**YOUR ASSIGNMENT**
Each entry should appear in the answer exactly as written.

**EXTRACTED RECORDS**
Segment Open
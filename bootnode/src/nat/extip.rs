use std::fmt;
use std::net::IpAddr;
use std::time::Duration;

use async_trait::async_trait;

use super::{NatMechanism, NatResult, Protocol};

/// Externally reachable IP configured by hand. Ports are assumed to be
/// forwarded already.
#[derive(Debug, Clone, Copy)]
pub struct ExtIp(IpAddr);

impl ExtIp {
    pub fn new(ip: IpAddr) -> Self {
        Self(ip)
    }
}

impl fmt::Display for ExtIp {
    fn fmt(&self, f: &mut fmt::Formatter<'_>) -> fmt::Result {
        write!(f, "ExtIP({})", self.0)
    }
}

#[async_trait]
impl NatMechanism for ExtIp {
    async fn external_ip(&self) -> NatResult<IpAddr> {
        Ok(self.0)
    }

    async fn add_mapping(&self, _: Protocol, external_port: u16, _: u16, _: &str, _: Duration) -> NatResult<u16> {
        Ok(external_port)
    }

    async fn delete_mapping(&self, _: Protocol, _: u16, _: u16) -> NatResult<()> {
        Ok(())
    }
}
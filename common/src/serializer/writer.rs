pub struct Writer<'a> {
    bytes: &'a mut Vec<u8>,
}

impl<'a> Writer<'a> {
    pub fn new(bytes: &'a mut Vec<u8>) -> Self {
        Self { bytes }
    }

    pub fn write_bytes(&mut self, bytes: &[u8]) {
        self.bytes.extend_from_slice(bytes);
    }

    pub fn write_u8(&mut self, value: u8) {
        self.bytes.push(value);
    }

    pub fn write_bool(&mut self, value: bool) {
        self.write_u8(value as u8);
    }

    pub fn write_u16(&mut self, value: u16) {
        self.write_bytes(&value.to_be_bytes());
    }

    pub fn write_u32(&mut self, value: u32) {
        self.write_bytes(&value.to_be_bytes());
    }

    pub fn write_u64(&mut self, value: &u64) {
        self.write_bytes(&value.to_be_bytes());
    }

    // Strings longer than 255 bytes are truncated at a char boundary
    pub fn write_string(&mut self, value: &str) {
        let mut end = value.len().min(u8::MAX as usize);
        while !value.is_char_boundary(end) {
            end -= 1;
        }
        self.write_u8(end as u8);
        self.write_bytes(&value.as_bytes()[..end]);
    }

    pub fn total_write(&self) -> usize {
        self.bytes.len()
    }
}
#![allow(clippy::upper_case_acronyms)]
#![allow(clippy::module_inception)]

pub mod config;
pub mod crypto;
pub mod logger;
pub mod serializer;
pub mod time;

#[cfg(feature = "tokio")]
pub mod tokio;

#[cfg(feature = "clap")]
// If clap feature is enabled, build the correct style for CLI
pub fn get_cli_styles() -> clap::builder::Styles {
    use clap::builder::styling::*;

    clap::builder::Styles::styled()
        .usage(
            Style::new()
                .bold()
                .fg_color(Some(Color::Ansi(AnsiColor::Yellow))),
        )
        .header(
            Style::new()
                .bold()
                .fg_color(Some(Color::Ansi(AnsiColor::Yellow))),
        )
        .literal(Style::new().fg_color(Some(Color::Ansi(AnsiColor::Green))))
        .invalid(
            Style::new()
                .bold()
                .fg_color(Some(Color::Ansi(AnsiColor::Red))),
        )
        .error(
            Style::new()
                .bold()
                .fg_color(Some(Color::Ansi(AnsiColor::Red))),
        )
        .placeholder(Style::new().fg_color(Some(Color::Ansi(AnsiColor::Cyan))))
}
Segment Closed
**RESPONSE FOR THIS EXERCISE**
filename bootnode/src/nat/extip.rs
use std::fmt;
use std::net::IpAddr;
use std::time::Duration;

use async_trait::async_trait;

use super::{NatMechanism, NatResult, Protocol};

/// Externally reachable IP configured by hand. Ports are assumed to be
/// forwarded already.
#[derive(Debug, Clone, Copy)]
pub struct ExtIp(IpAddr);

impl ExtIp {
    pub fn new(ip: IpAddr) -> Self {
        Self(ip)
    }
}

impl fmt::Display for ExtIp {
    fn fmt(&self, f: &mut fmt::Formatter<'_>) -> fmt::Result {
        write!(f, "ExtIP({})", self.0)
    }
}

#[async_trait]
impl NatMechanism for ExtIp {
    async fn external_ip(&self) -> NatResult<IpAddr> {
        Ok(self.0)
    }

    async fn add_mapping(&self, _: Protocol, external_port: u16, _: u16, _: &str, _: Duration) -> NatResult<u16> {
        Ok(external_port)
    }

    async fn delete_mapping(&self, _: Protocol, _: u16, _: u16) -> NatResult<()> {
        Ok(())
    }
}
filename common/src/serializer/writer.rs
pub struct Writer<'a> {
    bytes: &'a mut Vec<u8>,
}

impl<'a> Writer<'a> {
    pub fn new(bytes: &'a mut Vec<u8>) -> Self {
        Self { bytes }
    }

    pub fn write_bytes(&mut self, bytes: &[u8]) {
        self.bytes.extend_from_slice(bytes);
    }

    pub fn write_u8(&mut self, value: u8) {
        self.bytes.push(value);
    }

    pub fn write_bool(&mut self, value: bool) {
        self.write_u8(value as u8);
    }

    pub fn write_u16(&mut self, value: u16) {
        self.write_bytes(&value.to_be_bytes());
    }

    pub fn write_u32(&mut self, value: u32) {
        self.write_bytes(&value.to_be_bytes());
    }

    pub fn write_u64(&mut self, value: &u64) {
        self.write_bytes(&value.to_be_bytes());
    }

    // Strings longer than 255 bytes are truncated at a char boundary
    pub fn write_string(&mut self, value: &str) {
        let mut end = value.len().min(u8::MAX as usize);
        while !value.is_char_boundary(end) {
            end -= 1;
        }
        self.write_u8(end as u8);
        self.write_bytes(&value.as_bytes()[..end]);
    }

    pub fn total_write(&self) -> usize {
        self.bytes.len()
    }
}
#![allow(clippy::upper_case_acronyms)]
#![allow(clippy::module_inception)]

pub mod config;
pub mod crypto;
pub mod logger;
pub mod serializer;
pub mod time;

#[cfg(feature = "tokio")]
pub mod tokio;

#[cfg(feature = "clap")]
// If clap feature is enabled, build the correct style for CLI
pub fn get_cli_styles() -> clap::builder::Styles {
    use clap::builder::styling::*;

    clap::builder::Styles::styled()
        .usage(
            Style::new()
                .bold()
                .fg_color(Some(Color::Ansi(AnsiColor::Yellow))),
        )
        .header(
            Style::new()
                .bold()
                .fg_color(Some(Color::Ansi(AnsiColor::Yellow))),
        )
        .literal(Style::new().fg_color(Some(Color::Ansi(AnsiColor::Green))))
        .invalid(
            Style::new()
                .bold()
                .fg_color(Some(Color::Ansi(AnsiColor::Red))),
        )
        .error(
            Style::new()
                .bold()
                .fg_color(Some(Color::Ansi(AnsiColor::Red))),
        )
        .placeholder(Style::new().fg_color(Some(Color::Ansi(AnsiColor::Cyan))))
}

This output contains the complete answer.